I toni esasperati furono invece quelli usati dai democristiani e dai loro due alleati: la Chiesa e gli Stati Uniti. Nei comizi De Gasperi definiva Togliatti "un diavolo dai piedi biforcuti". Un manifesto della DC mostrava un Garibaldi che, capovolto, diventava Stalin. Lo stesso Pio XII, in campagna elettorale, dichiarava: "o con Cristo o contro Cristo". Un gesuita, padre Lombardi, diceva " nel segreto dell'urna Dio ti vede, Stalin no". Gli americani, da parte loro, fecero capire che se avesse vinto il Fronte popolare, avrebbero sospeso gli aiuti del piano Marshall: questo piano, dal nome del generale che lo ideò, era un piano di aiuti economici americani all'Europa, per restituirle benessere, per diventare poi, magari, un grande mercato per i prodotti americani. I Paesi dell'Est non acettaronogli aiuti. Quindi i risultati riconfermarono il peso della Democrazia cristiana, 48,5 % dei voti.

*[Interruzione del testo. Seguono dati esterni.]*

use chrono::{DateTime, Utc};
use serde::{Deserialize, Serialize};

use crate::core::{AircraftSummary, TimeWindow};
use crate::error::{GanttError, GanttResult};

const MIN_AIRPORT_CODE_LEN: usize = 3;
const MAX_AIRPORT_CODE_LEN: usize = 10;

/// Raw flight leg as recorded for an aircraft.
#[derive(Debug, Clone, PartialEq, Eq, Serialize, Deserialize)]
#[serde(rename_all = "camelCase")]
pub struct Flight {
    pub id: u64,
    #[serde(rename = "planeId")]
    pub aircraft_id: String,
    pub origin: String,
    pub destination: String,
    #[serde(rename = "departureTime")]
    pub departure: DateTime<Utc>,
    #[serde(rename = "arrivalTime")]
    pub arrival: DateTime<Utc>,
}

impl Flight {
    /// Checks the record the way flight intake does: a non-empty aircraft id,
    /// airport codes of 3 to 10 characters and an arrival strictly after departure.
    pub fn validate(&self) -> GanttResult<()> {
        if self.aircraft_id.trim().is_empty() {
            return Err(GanttError::MalformedInput(format!(
                "flight {} has an empty aircraft id",
                self.id
            )));
        }
        for (field, code) in [("origin", &self.origin), ("destination", &self.destination)] {
            let len = code.chars().count();
            if !(MIN_AIRPORT_CODE_LEN..=MAX_AIRPORT_CODE_LEN).contains(&len) {
                return Err(GanttError::MalformedInput(format!(
                    "flight {} {field} `{code}` must be 3 to 10 characters",
                    self.id
                )));
            }
        }
        if self.arrival <= self.departure {
            return Err(GanttError::MalformedInput(format!(
                "flight {} arrival must be after departure",
                self.id
            )));
        }
        Ok(())
    }

    /// Overlap rule used when querying a window.
    ///
    /// A flight is kept when it departs or arrives inside the window (bounds
    /// inclusive) or spans the whole window.
    #[must_use]
    pub fn overlaps(&self, window: TimeWindow) -> bool {
        window.contains(self.departure)
            || window.contains(self.arrival)
            || (self.departure < window.start() && self.arrival > window.end())
    }
}

#[derive(Debug, Clone, PartialEq, Eq, Serialize, Deserialize)]
#[serde(rename_all = "camelCase")]
pub struct Trip {
    pub id: u64,
    pub route: String,
    pub origin: String,
    pub destination: String,
    #[serde(rename = "startTime")]
    pub start: DateTime<Utc>,
    #[serde(rename = "endTime")]
    pub end: DateTime<Utc>,
    pub duration_minutes: i64,
}

#[derive(Debug, Clone, PartialEq, Eq, Serialize, Deserialize)]
#[serde(rename_all = "camelCase")]
pub struct GroundPeriod {
    pub location: String,
    #[serde(rename = "startTime")]
    pub start: DateTime<Utc>,
    #[serde(rename = "endTime")]
    pub end: DateTime<Utc>,
    pub duration_minutes: i64,
}

#[derive(Debug, Clone, PartialEq, Eq, Serialize, Deserialize)]
pub struct AircraftTrips {
    #[serde(rename = "planeId")]
    pub aircraft_id: String,
    pub trips: Vec<Trip>,
}

#[derive(Debug, Clone, PartialEq, Eq, Serialize, Deserialize)]
pub struct AircraftGroundTime {
    #[serde(rename = "planeId")]
    pub aircraft_id: String,
    #[serde(rename = "groundPeriods")]
    pub ground_periods: Vec<GroundPeriod>,
}

#[derive(Debug, Clone, PartialEq, Eq, Serialize, Deserialize)]
pub struct TripScheduleResponse {
    pub title: String,
    #[serde(rename = "startTime")]
    pub start: DateTime<Utc>,
    #[serde(rename = "endTime")]
    pub end: DateTime<Utc>,
    #[serde(rename = "planes")]
    pub aircraft: Vec<AircraftTrips>,
}

#[derive(Debug, Clone, PartialEq, Eq, Serialize, Deserialize)]
pub struct GroundScheduleResponse {
    pub title: String,
    #[serde(rename = "startTime")]
    pub start: DateTime<Utc>,
    #[serde(rename = "endTime")]
    pub end: DateTime<Utc>,
    #[serde(rename = "planes")]
    pub aircraft: Vec<AircraftGroundTime>,
}

impl TripScheduleResponse {
    pub fn window(&self) -> GanttResult<TimeWindow> {
        TimeWindow::new(self.start, self.end)
    }

    pub fn from_json_str(input: &str) -> GanttResult<Self> {
        serde_json::from_str(input).map_err(|e| {
            GanttError::MalformedInput(format!("failed to parse trip schedule: {e}"))
        })
    }
}

impl GroundScheduleResponse {
    pub fn window(&self) -> GanttResult<TimeWindow> {
        TimeWindow::new(self.start, self.end)
    }

    pub fn from_json_str(input: &str) -> GanttResult<Self> {
        serde_json::from_str(input).map_err(|e| {
            GanttError::MalformedInput(format!("failed to parse ground schedule: {e}"))
        })
    }
}

#[derive(Debug, Clone, PartialEq, Eq, Default, Serialize, Deserialize)]
pub struct AircraftListResponse {
    #[serde(rename = "planes")]
    pub aircraft: Vec<AircraftSummary>,
}

#[cfg(test)]
mod tests {
    use super::{Flight, TripScheduleResponse};
    use crate::core::TimeWindow;
    use chrono::{TimeZone, Utc};

    fn flight(dep_hour: u32, arr_hour: u32) -> Flight {
        Flight {
            id: 1,
            aircraft_id: "A".to_owned(),
            origin: "HKG".to_owned(),
            destination: "NRT".to_owned(),
            departure: Utc.with_ymd_and_hms(2022, 1, 1, dep_hour, 0, 0).unwrap(),
            arrival: Utc.with_ymd_and_hms(2022, 1, 1, arr_hour, 0, 0).unwrap(),
        }
    }

    #[test]
    fn flight_validation_rejects_non_positive_duration() {
        let err = flight(5, 5).validate().expect_err("must fail");
        assert!(format!("{err}").contains("arrival must be after departure"));

        let mut short_code = flight(1, 2);
        short_code.origin = "HK".to_owned();
        assert!(short_code.validate().is_err());
        assert!(flight(1, 2).validate().is_ok());
    }

    #[test]
    fn overlap_keeps_partial_and_spanning_flights() {
        let window = TimeWindow::new(
            Utc.with_ymd_and_hms(2022, 1, 1, 4, 0, 0).unwrap(),
            Utc.with_ymd_and_hms(2022, 1, 1, 8, 0, 0).unwrap(),
        )
        .expect("window");
        assert!(flight(2, 5).overlaps(window));
        assert!(flight(7, 10).overlaps(window));
        assert!(flight(1, 10).overlaps(window));
        assert!(flight(8, 9).overlaps(window));
        assert!(!flight(1, 3).overlaps(window));
    }

    #[test]
    fn trip_response_reads_wire_names() {
        let json = r#"{
            "title": "Trips of A from 2022-01-01 to 2022-01-01",
            "startTime": "2022-01-01T00:00:00Z",
            "endTime": "2022-01-01T12:00:00Z",
            "planes": [{"planeId": "A", "trips": [{
                "id": 7, "route": "HKG-NRT", "origin": "HKG", "destination": "NRT",
                "startTime": "2022-01-01T02:00:00Z", "endTime": "2022-01-01T04:00:00Z",
                "durationMinutes": 120
            }]}]
        }"#;
        let response = TripScheduleResponse::from_json_str(json).expect("parse");
        assert_eq!(response.aircraft[0].aircraft_id, "A");
        assert_eq!(response.aircraft[0].trips[0].duration_minutes, 120);
        assert!(response.window().is_ok());
    }
}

Mentre il Fronte popolare fu sconfitto.
Il nuovo presidente della Repubblica fu Luigi Einaudi, già vice presidente del Consiglio.
De Gasperi ebbe nuovamente l'incarico di formare il governo.
Egli avviò un'alleanza con i Socialdemocratici, con i Liberali e i Repubblicani, un'alleanza quadripartita.
Cominciava la fase del "centrismo".
Purtroppo lo scontro ideologico che aveva caratterizzato la campagna elettorale del 1948 ebbe una triste conseguenza. Il 14 luglio 1948 un estremista di destra ferì Palmiro Togliatti, segretario del partito comunista, nei pressi del Parlamento.
L'attentato scatenò uno sciopero generale che fece temere una insurrezione, ma i dirigenti del partito riportarono la calma. 
Un 'altra conseguenza fu la rottura dell'unità sindacale. La CGIL, sindacato unitario dei lavoratori dal 1944, fu accusato di dipendere molto dal partito comunista, e così si formarono tre distinti sindacati: la CGIL (Confederazione generale italiana del lavoro) di orientamento comunista e socialista, la CISL (Confederazione italiana sindacati lavoratori) di orientamento democristiano e la UIL (Unione italiana lavoratori) di orientamento socialdemocratico e repubblicano.